#### [What the task asks]
Write the records out once more, exactly as they appear below.

-------- Input data --------

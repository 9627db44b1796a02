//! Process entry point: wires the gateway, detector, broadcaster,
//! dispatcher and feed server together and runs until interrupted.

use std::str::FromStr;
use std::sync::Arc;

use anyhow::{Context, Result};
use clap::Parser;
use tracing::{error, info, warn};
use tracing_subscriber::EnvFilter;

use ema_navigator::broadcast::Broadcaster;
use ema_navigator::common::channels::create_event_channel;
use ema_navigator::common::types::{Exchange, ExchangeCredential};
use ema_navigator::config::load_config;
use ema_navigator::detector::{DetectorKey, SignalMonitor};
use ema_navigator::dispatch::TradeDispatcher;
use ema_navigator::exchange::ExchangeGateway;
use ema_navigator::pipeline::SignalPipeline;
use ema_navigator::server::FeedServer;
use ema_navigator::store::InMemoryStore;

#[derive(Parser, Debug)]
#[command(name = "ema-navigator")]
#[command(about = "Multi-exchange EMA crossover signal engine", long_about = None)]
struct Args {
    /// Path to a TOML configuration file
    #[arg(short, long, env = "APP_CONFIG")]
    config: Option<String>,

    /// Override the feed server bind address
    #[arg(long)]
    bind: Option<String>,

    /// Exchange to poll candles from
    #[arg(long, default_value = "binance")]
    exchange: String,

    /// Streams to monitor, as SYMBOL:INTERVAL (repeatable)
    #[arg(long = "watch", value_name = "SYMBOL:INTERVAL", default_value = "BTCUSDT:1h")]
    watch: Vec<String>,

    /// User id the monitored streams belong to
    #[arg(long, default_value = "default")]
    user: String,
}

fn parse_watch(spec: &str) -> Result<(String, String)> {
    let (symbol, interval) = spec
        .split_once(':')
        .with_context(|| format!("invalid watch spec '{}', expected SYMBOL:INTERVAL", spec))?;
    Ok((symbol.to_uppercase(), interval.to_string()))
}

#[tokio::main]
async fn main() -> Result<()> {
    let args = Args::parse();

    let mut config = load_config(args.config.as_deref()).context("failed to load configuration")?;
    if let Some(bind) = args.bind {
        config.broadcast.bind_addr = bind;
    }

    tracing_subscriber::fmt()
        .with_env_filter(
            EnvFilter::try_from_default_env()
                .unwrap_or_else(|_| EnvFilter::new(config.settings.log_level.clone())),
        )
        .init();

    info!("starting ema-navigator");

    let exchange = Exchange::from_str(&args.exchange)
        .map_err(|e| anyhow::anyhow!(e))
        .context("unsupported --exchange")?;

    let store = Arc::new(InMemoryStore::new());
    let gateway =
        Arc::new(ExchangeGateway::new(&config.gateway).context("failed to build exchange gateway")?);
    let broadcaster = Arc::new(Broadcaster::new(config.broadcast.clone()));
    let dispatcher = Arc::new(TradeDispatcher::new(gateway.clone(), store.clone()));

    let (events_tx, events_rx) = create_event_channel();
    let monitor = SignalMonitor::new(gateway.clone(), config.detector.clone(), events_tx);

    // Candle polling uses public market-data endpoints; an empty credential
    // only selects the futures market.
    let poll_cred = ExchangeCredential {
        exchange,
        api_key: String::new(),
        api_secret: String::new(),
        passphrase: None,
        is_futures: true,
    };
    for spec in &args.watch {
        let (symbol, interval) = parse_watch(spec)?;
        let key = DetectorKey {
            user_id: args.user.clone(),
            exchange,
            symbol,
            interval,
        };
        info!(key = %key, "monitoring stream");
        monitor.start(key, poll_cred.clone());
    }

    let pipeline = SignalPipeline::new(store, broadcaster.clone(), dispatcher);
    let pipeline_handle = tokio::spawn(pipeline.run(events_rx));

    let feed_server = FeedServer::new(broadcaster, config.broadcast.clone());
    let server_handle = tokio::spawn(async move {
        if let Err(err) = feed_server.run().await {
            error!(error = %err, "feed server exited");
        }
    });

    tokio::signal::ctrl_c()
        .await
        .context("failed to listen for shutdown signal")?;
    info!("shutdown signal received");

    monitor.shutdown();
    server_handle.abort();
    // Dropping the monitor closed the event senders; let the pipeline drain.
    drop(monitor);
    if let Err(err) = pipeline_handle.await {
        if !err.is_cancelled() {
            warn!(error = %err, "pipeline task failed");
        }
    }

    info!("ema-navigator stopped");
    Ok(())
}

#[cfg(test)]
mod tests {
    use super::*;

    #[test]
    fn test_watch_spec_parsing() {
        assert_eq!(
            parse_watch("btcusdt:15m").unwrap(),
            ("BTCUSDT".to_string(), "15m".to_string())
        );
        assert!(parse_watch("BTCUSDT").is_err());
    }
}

--------

#### [Solution]
repository 9627db44b1796a02
//! Process entry point: wires the gateway, detector, broadcaster,
//! dispatcher and feed server together and runs until interrupted.

use std::str::FromStr;
use std::sync::Arc;

use anyhow::{Context, Result};
use clap::Parser;
use tracing::{error, info, warn};
use tracing_subscriber::EnvFilter;

use ema_navigator::broadcast::Broadcaster;
use ema_navigator::common::channels::create_event_channel;
use ema_navigator::common::types::{Exchange, ExchangeCredential};
use ema_navigator::config::load_config;
use ema_navigator::detector::{DetectorKey, SignalMonitor};
use ema_navigator::dispatch::TradeDispatcher;
use ema_navigator::exchange::ExchangeGateway;
use ema_navigator::pipeline::SignalPipeline;
use ema_navigator::server::FeedServer;
use ema_navigator::store::InMemoryStore;

#[derive(Parser, Debug)]
#[command(name = "ema-navigator")]
#[command(about = "Multi-exchange EMA crossover signal engine", long_about = None)]
struct Args {
    /// Path to a TOML configuration file
    #[arg(short, long, env = "APP_CONFIG")]
    config: Option<String>,

    /// Override the feed server bind address
    #[arg(long)]
    bind: Option<String>,

    /// Exchange to poll candles from
    #[arg(long, default_value = "binance")]
    exchange: String,

    /// Streams to monitor, as SYMBOL:INTERVAL (repeatable)
    #[arg(long = "watch", value_name = "SYMBOL:INTERVAL", default_value = "BTCUSDT:1h")]
    watch: Vec<String>,

    /// User id the monitored streams belong to
    #[arg(long, default_value = "default")]
    user: String,
}

fn parse_watch(spec: &str) -> Result<(String, String)> {
    let (symbol, interval) = spec
        .split_once(':')
        .with_context(|| format!("invalid watch spec '{}', expected SYMBOL:INTERVAL", spec))?;
    Ok((symbol.to_uppercase(), interval.to_string()))
}

#[tokio::main]
async fn main() -> Result<()> {
    let args = Args::parse();

    let mut config = load_config(args.config.as_deref()).context("failed to load configuration")?;
    if let Some(bind) = args.bind {
        config.broadcast.bind_addr = bind;
    }

    tracing_subscriber::fmt()
        .with_env_filter(
            EnvFilter::try_from_default_env()
                .unwrap_or_else(|_| EnvFilter::new(config.settings.log_level.clone())),
        )
        .init();

    info!("starting ema-navigator");

    let exchange = Exchange::from_str(&args.exchange)
        .map_err(|e| anyhow::anyhow!(e))
        .context("unsupported --exchange")?;

    let store = Arc::new(InMemoryStore::new());
    let gateway =
        Arc::new(ExchangeGateway::new(&config.gateway).context("failed to build exchange gateway")?);
    let broadcaster = Arc::new(Broadcaster::new(config.broadcast.clone()));
    let dispatcher = Arc::new(TradeDispatcher::new(gateway.clone(), store.clone()));

    let (events_tx, events_rx) = create_event_channel();
    let monitor = SignalMonitor::new(gateway.clone(), config.detector.clone(), events_tx);

    // Candle polling uses public market-data endpoints; an empty credential
    // only selects the futures market.
    let poll_cred = ExchangeCredential {
        exchange,
        api_key: String::new(),
        api_secret: String::new(),
        passphrase: None,
        is_futures: true,
    };
    for spec in &args.watch {
        let (symbol, interval) = parse_watch(spec)?;
        let key = DetectorKey {
            user_id: args.user.clone(),
            exchange,
            symbol,
            interval,
        };
        info!(key = %key, "monitoring stream");
        monitor.start(key, poll_cred.clone());
    }

    let pipeline = SignalPipeline::new(store, broadcaster.clone(), dispatcher);
    let pipeline_handle = tokio::spawn(pipeline.run(events_rx));

    let feed_server = FeedServer::new(broadcaster, config.broadcast.clone());
    let server_handle = tokio::spawn(async move {
        if let Err(err) = feed_server.run().await {
            error!(error = %err, "feed server exited");
        }
    });

    tokio::signal::ctrl_c()
        .await
        .context("failed to listen for shutdown signal")?;
    info!("shutdown signal received");

    monitor.shutdown();
    server_handle.abort();
    // Dropping the monitor closed the event senders; let the pipeline drain.
    drop(monitor);
    if let Err(err) = pipeline_handle.await {
        if !err.is_cancelled() {
            warn!(error = %err, "pipeline task failed");
        }
    }

    info!("ema-navigator stopped");
    Ok(())
}

#[cfg(test)]
mod tests {
    use super::*;

    #[test]
    fn test_watch_spec_parsing() {
        assert_eq!(
            parse_watch("btcusdt:15m").unwrap(),
            ("BTCUSDT".to_string(), "15m".to_string())
        );
        assert!(parse_watch("BTCUSDT").is_err());
    }
}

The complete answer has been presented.